12月から1月の年末年始の合宿では、陸上トレーニングに力を入れて筋力をつけ、大きな泳ぎを探っていくことに焦点を当てました。2月からの合宿はそのベースの上に泳ぎの精度を上げて、本番のレースに結びつけていきます。
スタートの改善も今回のテーマです。合宿序盤にレース分析が専門のマグナス・シェルベルグ氏(日本水泳連盟競泳委員)にスタートの映像を撮ってもらい、モニターに映しながら選手それぞれ修正すべき点や長所の指摘を受けました。
競泳のクラウチングスタートではスタート台のブロックを後ろ脚でけり、スタート台に指をかけた前脚と連動させて飛び出します。2019年世界選手権女子100メートル平泳ぎ4位の青木玲緒樹(れおな)は、飛び出すときスタート台を手でぐっと引っ張ってしまう。スローで見ると、そのとき前のひざが下がっている。「ここは前脚をふんばって上体が落ちていかないほうがいい」と助言をもらいました。

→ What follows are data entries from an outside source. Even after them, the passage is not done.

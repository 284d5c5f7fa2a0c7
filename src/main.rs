//! rustlite CLI
//!
//! Runs the analysis pipeline over a source file and prints either a
//! human-readable summary or the machine-readable JSON report.

use anyhow::{Context, Result};
use clap::{Parser, Subcommand};
use std::path::PathBuf;
use std::{fs, process};

use rustlite::report::{lexical_diagnostics, AnalysisReport, DiagnosticRecord, TokenRecord};

/// Rust-subset analyzer
#[derive(Parser, Debug)]
#[command(name = "rustlite")]
#[command(version = "0.1.0")]
#[command(about = "Lexical, syntactic and semantic analyzer for a Rust subset")]
struct Cli {
    #[command(subcommand)]
    command: Option<Commands>,

    /// Input source file
    #[arg(value_name = "FILE")]
    input: Option<PathBuf>,

    /// Emit the JSON report instead of text
    #[arg(long)]
    json: bool,
}

#[derive(Subcommand, Debug)]
enum Commands {
    /// Print the token stream
    Tokens {
        /// Input source file
        input: PathBuf,

        /// Emit the JSON report instead of text
        #[arg(long)]
        json: bool,
    },
    /// Parse and report syntax diagnostics
    Parse {
        /// Input source file
        input: PathBuf,

        /// Emit the JSON report instead of text
        #[arg(long)]
        json: bool,
    },
    /// Run the full pipeline: tokenize, parse, analyze
    Check {
        /// Input source file
        input: PathBuf,

        /// Emit the JSON report instead of text
        #[arg(long)]
        json: bool,
    },
}

fn main() {
    env_logger::init();

    let cli = Cli::parse();

    let result = match cli.command {
        Some(Commands::Tokens { input, json }) => print_tokens(&input, json),
        Some(Commands::Parse { input, json }) => parse_file(&input, json),
        Some(Commands::Check { input, json }) => check_file(&input, json),
        None => match cli.input {
            Some(input) => check_file(&input, cli.json),
            None => {
                eprintln!("Error: no input file specified");
                eprintln!("Usage: rustlite <FILE> or rustlite check <FILE>");
                process::exit(2);
            }
        },
    };

    match result {
        Ok(true) => {}
        Ok(false) => process::exit(1),
        Err(e) => {
            eprintln!("Error: {:#}", e);
            process::exit(2);
        }
    }
}

fn read_source(input: &PathBuf) -> Result<String> {
    fs::read_to_string(input).with_context(|| format!("could not read {}", input.display()))
}

/// Tokenize and print the stream. Returns false if lexical errors exist.
fn print_tokens(input: &PathBuf, json: bool) -> Result<bool> {
    let source = read_source(input)?;
    let tokens = rustlite::tokenize(&source);
    let diagnostics = lexical_diagnostics(&tokens);

    if json {
        let records: Vec<TokenRecord> = tokens.iter().map(TokenRecord::from).collect();
        let report = AnalysisReport::new(records, diagnostics);
        println!("{}", serde_json::to_string_pretty(&report)?);
        return Ok(report_is_clean(&report));
    }

    for token in &tokens {
        println!(
            "{:>4}:{:<3} {:<12} {}",
            token.line,
            token.column,
            format!("{:?}", token.kind),
            token.raw_text
        );
    }
    for diagnostic in &diagnostics {
        eprintln!("lexical error: {}", diagnostic.message);
    }
    Ok(diagnostics.is_empty())
}

/// Parse a file and report syntax diagnostics. Returns false if any exist.
fn parse_file(input: &PathBuf, json: bool) -> Result<bool> {
    let source = read_source(input)?;
    let (program, errors) = rustlite::parse(&source);

    if json {
        let diagnostics: Vec<DiagnosticRecord> =
            errors.iter().map(DiagnosticRecord::syntax).collect();
        let report = AnalysisReport::new(Vec::new(), diagnostics);
        println!("{}", serde_json::to_string_pretty(&report)?);
        return Ok(report_is_clean(&report));
    }

    println!("Parsing: {}", input.display());
    match &program {
        Some(program) => println!("  [✓] Parsed {} items", program.items.len()),
        None => println!("  [✗] No top-level item could be completed"),
    }
    for error in &errors {
        eprintln!("{}", error);
    }
    Ok(errors.is_empty())
}

/// Run the full pipeline. Returns false if any diagnostic was produced.
fn check_file(input: &PathBuf, json: bool) -> Result<bool> {
    let source = read_source(input)?;

    let tokens = rustlite::tokenize(&source);
    let lexical = lexical_diagnostics(&tokens);

    let (program, syntax_errors) = rustlite::parse(&source);

    // semantic findings are only meaningful over a clean tree
    let semantic_errors = match &program {
        Some(program) if syntax_errors.is_empty() => rustlite::analyze(program),
        _ => Vec::new(),
    };

    if json {
        let records: Vec<TokenRecord> = tokens.iter().map(TokenRecord::from).collect();
        let mut diagnostics = lexical;
        diagnostics.extend(syntax_errors.iter().map(DiagnosticRecord::syntax));
        diagnostics.extend(semantic_errors.iter().map(DiagnosticRecord::semantic));
        let report = AnalysisReport::new(records, diagnostics);
        println!("{}", serde_json::to_string_pretty(&report)?);
        return Ok(report_is_clean(&report));
    }

    println!("Checking: {}", input.display());

    if lexical.is_empty() {
        println!("  [✓] Lexed {} tokens", tokens.len());
    } else {
        println!("  [✗] {} lexical errors", lexical.len());
        for diagnostic in &lexical {
            eprintln!("lexical error: {}", diagnostic.message);
        }
    }

    match &program {
        Some(program) if syntax_errors.is_empty() => {
            println!("  [✓] Parsed {} items", program.items.len());
        }
        Some(program) => {
            println!(
                "  [✗] Parsed {} items with {} syntax errors",
                program.items.len(),
                syntax_errors.len()
            );
        }
        None => println!("  [✗] No top-level item could be completed"),
    }
    for error in &syntax_errors {
        eprintln!("{}", error);
    }

    if syntax_errors.is_empty() && program.is_some() {
        if semantic_errors.is_empty() {
            println!("  [✓] Semantic analysis passed");
        } else {
            println!("  [✗] {} semantic errors", semantic_errors.len());
        }
        for error in &semantic_errors {
            eprintln!("{}", error);
        }
    }

    let clean = lexical.is_empty() && syntax_errors.is_empty() && semantic_errors.is_empty();
    if clean {
        println!("✅ No errors found");
    }
    Ok(clean)
}

fn report_is_clean(report: &AnalysisReport) -> bool {
    report.status == "ok"
}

ほかの選手の映像と比較することで、スタートのときに力を効率良く使うポイントが見えてきます。ウェートトレーニングではバーベルを使って下肢と腹筋、背筋を連動させて体をすばやく伸ばすクリーンと呼ぶ練習があります。このときの筋肉や骨盤の動きが、スタート動作と結びついていることが実感できると、ウェートトレーニングの目的がより明確になります。
このトレーニングは何のためにやっているのか、しっかり理解して取り組むことが大切です。陸上トレーニングを、いい泳ぎに結びつけて、コーチは変化を見逃さず正しく評価する。そうすると、どんどん深いトレーニングができて、いい循環が生まれます。